Excerpted records section start

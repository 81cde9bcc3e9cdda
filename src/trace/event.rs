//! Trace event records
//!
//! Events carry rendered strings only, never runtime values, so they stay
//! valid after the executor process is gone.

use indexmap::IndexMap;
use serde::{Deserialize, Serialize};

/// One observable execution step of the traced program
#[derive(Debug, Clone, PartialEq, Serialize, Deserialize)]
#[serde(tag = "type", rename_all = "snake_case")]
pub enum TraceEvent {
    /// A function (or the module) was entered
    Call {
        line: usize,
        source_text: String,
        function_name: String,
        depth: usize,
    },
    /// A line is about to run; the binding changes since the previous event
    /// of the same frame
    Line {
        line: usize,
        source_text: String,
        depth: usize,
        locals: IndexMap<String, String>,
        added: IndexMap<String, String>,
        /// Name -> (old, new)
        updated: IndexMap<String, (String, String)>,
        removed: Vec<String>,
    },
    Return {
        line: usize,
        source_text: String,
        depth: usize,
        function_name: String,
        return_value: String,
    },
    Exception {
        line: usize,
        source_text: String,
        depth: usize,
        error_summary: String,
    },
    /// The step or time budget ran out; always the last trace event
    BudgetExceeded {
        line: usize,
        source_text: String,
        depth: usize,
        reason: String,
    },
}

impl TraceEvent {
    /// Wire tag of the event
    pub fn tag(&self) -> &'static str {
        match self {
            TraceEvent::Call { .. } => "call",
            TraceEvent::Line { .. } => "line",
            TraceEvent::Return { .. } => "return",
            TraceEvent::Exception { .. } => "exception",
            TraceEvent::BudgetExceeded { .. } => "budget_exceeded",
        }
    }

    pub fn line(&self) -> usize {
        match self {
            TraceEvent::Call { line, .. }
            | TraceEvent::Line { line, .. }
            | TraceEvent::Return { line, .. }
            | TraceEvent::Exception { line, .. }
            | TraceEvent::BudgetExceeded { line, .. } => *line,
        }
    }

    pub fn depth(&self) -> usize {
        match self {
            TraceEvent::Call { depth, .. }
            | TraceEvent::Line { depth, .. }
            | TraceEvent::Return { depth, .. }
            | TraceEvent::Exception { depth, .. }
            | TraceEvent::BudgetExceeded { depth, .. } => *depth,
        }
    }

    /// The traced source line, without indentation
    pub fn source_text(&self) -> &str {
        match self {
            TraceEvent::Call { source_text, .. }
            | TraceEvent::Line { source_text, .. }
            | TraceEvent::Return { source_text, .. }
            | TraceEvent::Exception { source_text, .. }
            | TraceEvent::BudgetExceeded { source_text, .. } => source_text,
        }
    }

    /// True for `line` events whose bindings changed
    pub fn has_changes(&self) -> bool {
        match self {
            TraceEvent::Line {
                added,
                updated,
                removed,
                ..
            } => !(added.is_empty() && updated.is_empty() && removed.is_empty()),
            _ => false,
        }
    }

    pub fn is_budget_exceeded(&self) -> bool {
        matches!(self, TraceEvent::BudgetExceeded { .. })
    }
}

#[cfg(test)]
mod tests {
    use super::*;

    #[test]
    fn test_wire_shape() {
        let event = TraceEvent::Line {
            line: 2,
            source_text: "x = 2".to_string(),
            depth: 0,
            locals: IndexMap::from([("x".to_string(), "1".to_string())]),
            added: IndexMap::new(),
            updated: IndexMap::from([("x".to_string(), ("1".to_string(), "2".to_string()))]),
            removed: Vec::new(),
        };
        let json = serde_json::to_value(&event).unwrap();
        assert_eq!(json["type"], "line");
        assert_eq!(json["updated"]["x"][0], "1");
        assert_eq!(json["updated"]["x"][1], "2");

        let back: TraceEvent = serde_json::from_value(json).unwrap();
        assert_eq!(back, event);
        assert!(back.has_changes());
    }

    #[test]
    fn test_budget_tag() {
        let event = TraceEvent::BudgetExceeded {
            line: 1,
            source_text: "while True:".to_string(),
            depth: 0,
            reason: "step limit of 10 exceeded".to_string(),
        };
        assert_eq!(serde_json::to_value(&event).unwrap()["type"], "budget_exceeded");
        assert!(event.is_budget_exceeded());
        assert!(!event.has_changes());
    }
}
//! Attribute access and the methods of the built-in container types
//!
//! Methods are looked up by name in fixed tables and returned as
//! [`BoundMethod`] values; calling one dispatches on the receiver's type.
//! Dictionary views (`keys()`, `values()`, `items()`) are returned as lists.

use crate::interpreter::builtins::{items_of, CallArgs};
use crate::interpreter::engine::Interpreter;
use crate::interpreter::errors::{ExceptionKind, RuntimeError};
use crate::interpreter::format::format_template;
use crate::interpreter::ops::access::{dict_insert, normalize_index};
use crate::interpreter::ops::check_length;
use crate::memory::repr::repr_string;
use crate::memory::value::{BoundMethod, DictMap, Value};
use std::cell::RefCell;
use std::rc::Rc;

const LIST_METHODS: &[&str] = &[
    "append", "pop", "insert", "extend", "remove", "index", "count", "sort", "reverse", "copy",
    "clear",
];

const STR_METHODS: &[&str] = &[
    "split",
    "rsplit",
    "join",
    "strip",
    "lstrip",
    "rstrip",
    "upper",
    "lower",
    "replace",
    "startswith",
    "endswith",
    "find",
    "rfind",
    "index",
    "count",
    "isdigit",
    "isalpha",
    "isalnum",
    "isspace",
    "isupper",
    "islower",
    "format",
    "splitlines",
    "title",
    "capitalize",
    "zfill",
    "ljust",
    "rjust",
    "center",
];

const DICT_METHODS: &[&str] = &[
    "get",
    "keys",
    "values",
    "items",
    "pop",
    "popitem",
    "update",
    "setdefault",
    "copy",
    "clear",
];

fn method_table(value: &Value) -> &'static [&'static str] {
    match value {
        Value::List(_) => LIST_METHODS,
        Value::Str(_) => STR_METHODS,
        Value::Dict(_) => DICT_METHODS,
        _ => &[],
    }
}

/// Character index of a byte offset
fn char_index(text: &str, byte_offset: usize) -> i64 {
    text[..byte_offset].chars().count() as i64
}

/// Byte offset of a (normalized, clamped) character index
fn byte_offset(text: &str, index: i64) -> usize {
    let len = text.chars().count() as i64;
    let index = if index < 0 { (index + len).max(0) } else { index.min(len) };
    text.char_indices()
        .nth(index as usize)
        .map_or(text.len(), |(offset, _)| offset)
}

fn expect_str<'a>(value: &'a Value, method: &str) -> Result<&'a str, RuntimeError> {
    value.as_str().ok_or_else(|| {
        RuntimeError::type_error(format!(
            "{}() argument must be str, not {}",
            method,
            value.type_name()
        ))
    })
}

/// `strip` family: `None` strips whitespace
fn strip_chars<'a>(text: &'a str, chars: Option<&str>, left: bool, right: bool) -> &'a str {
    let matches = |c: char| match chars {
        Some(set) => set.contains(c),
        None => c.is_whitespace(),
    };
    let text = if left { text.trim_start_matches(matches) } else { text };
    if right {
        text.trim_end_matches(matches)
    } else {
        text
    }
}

Excerpted records section end

## Your goal
The answer must be the full listing, repeated exactly.

## Answer to the problem
repository 81cde9bcc3e9cdda
filename src/trace/event.rs
//! Trace event records
//!
//! Events carry rendered strings only, never runtime values, so they stay
//! valid after the executor process is gone.

use indexmap::IndexMap;
use serde::{Deserialize, Serialize};

/// One observable execution step of the traced program
#[derive(Debug, Clone, PartialEq, Serialize, Deserialize)]
#[serde(tag = "type", rename_all = "snake_case")]
pub enum TraceEvent {
    /// A function (or the module) was entered
    Call {
        line: usize,
        source_text: String,
        function_name: String,
        depth: usize,
    },
    /// A line is about to run; the binding changes since the previous event
    /// of the same frame
    Line {
        line: usize,
        source_text: String,
        depth: usize,
        locals: IndexMap<String, String>,
        added: IndexMap<String, String>,
        /// Name -> (old, new)
        updated: IndexMap<String, (String, String)>,
        removed: Vec<String>,
    },
    Return {
        line: usize,
        source_text: String,
        depth: usize,
        function_name: String,
        return_value: String,
    },
    Exception {
        line: usize,
        source_text: String,
        depth: usize,
        error_summary: String,
    },
    /// The step or time budget ran out; always the last trace event
    BudgetExceeded {
        line: usize,
        source_text: String,
        depth: usize,
        reason: String,
    },
}

impl TraceEvent {
    /// Wire tag of the event
    pub fn tag(&self) -> &'static str {
        match self {
            TraceEvent::Call { .. } => "call",
            TraceEvent::Line { .. } => "line",
            TraceEvent::Return { .. } => "return",
            TraceEvent::Exception { .. } => "exception",
            TraceEvent::BudgetExceeded { .. } => "budget_exceeded",
        }
    }

    pub fn line(&self) -> usize {
        match self {
            TraceEvent::Call { line, .. }
            | TraceEvent::Line { line, .. }
            | TraceEvent::Return { line, .. }
            | TraceEvent::Exception { line, .. }
            | TraceEvent::BudgetExceeded { line, .. } => *line,
        }
    }

    pub fn depth(&self) -> usize {
        match self {
            TraceEvent::Call { depth, .. }
            | TraceEvent::Line { depth, .. }
            | TraceEvent::Return { depth, .. }
            | TraceEvent::Exception { depth, .. }
            | TraceEvent::BudgetExceeded { depth, .. } => *depth,
        }
    }

    /// The traced source line, without indentation
    pub fn source_text(&self) -> &str {
        match self {
            TraceEvent::Call { source_text, .. }
            | TraceEvent::Line { source_text, .. }
            | TraceEvent::Return { source_text, .. }
            | TraceEvent::Exception { source_text, .. }
            | TraceEvent::BudgetExceeded { source_text, .. } => source_text,
        }
    }

    /// True for `line` events whose bindings changed
    pub fn has_changes(&self) -> bool {
        match self {
            TraceEvent::Line {
                added,
                updated,
                removed,
                ..
            } => !(added.is_empty() && updated.is_empty() && removed.is_empty()),
            _ => false,
        }
    }

    pub fn is_budget_exceeded(&self) -> bool {
        matches!(self, TraceEvent::BudgetExceeded { .. })
    }
}

#[cfg(test)]
mod tests {
    use super::*;

    #[test]
    fn test_wire_shape() {
        let event = TraceEvent::Line {
            line: 2,
            source_text: "x = 2".to_string(),
            depth: 0,
            locals: IndexMap::from([("x".to_string(), "1".to_string())]),
            added: IndexMap::new(),
            updated: IndexMap::from([("x".to_string(), ("1".to_string(), "2".to_string()))]),
            removed: Vec::new(),
        };
        let json = serde_json::to_value(&event).unwrap();
        assert_eq!(json["type"], "line");
        assert_eq!(json["updated"]["x"][0], "1");
        assert_eq!(json["updated"]["x"][1], "2");

        let back: TraceEvent = serde_json::from_value(json).unwrap();
        assert_eq!(back, event);
        assert!(back.has_changes());
    }

    #[test]
    fn test_budget_tag() {
        let event = TraceEvent::BudgetExceeded {
            line: 1,
            source_text: "while True:".to_string(),
            depth: 0,
            reason: "step limit of 10 exceeded".to_string(),
        };
        assert_eq!(serde_json::to_value(&event).unwrap()["type"], "budget_exceeded");
        assert!(event.is_budget_exceeded());
        assert!(!event.has_changes());
    }
}
//! Attribute access and the methods of the built-in container types
//!
//! Methods are looked up by name in fixed tables and returned as
//! [`BoundMethod`] values; calling one dispatches on the receiver's type.
//! Dictionary views (`keys()`, `values()`, `items()`) are returned as lists.

use crate::interpreter::builtins::{items_of, CallArgs};
use crate::interpreter::engine::Interpreter;
use crate::interpreter::errors::{ExceptionKind, RuntimeError};
use crate::interpreter::format::format_template;
use crate::interpreter::ops::access::{dict_insert, normalize_index};
use crate::interpreter::ops::check_length;
use crate::memory::repr::repr_string;
use crate::memory::value::{BoundMethod, DictMap, Value};
use std::cell::RefCell;
use std::rc::Rc;

const LIST_METHODS: &[&str] = &[
    "append", "pop", "insert", "extend", "remove", "index", "count", "sort", "reverse", "copy",
    "clear",
];

const STR_METHODS: &[&str] = &[
    "split",
    "rsplit",
    "join",
    "strip",
    "lstrip",
    "rstrip",
    "upper",
    "lower",
    "replace",
    "startswith",
    "endswith",
    "find",
    "rfind",
    "index",
    "count",
    "isdigit",
    "isalpha",
    "isalnum",
    "isspace",
    "isupper",
    "islower",
    "format",
    "splitlines",
    "title",
    "capitalize",
    "zfill",
    "ljust",
    "rjust",
    "center",
];

const DICT_METHODS: &[&str] = &[
    "get",
    "keys",
    "values",
    "items",
    "pop",
    "popitem",
    "update",
    "setdefault",
    "copy",
    "clear",
];

fn method_table(value: &Value) -> &'static [&'static str] {
    match value {
        Value::List(_) => LIST_METHODS,
        Value::Str(_) => STR_METHODS,
        Value::Dict(_) => DICT_METHODS,
        _ => &[],
    }
}

/// Character index of a byte offset
fn char_index(text: &str, byte_offset: usize) -> i64 {
    text[..byte_offset].chars().count() as i64
}

/// Byte offset of a (normalized, clamped) character index
fn byte_offset(text: &str, index: i64) -> usize {
    let len = text.chars().count() as i64;
    let index = if index < 0 { (index + len).max(0) } else { index.min(len) };
    text.char_indices()
        .nth(index as usize)
        .map_or(text.len(), |(offset, _)| offset)
}

fn expect_str<'a>(value: &'a Value, method: &str) -> Result<&'a str, RuntimeError> {
    value.as_str().ok_or_else(|| {
        RuntimeError::type_error(format!(
            "{}() argument must be str, not {}",
            method,
            value.type_name()
        ))
    })
}

/// `strip` family: `None` strips whitespace
fn strip_chars<'a>(text: &'a str, chars: Option<&str>, left: bool, right: bool) -> &'a str {
    let matches = |c: char| match chars {
        Some(set) => set.contains(c),
        None => c.is_whitespace(),
    };
    let text = if left { text.trim_start_matches(matches) } else { text };
    if right {
        text.trim_end_matches(matches)
    } else {
        text
    }
}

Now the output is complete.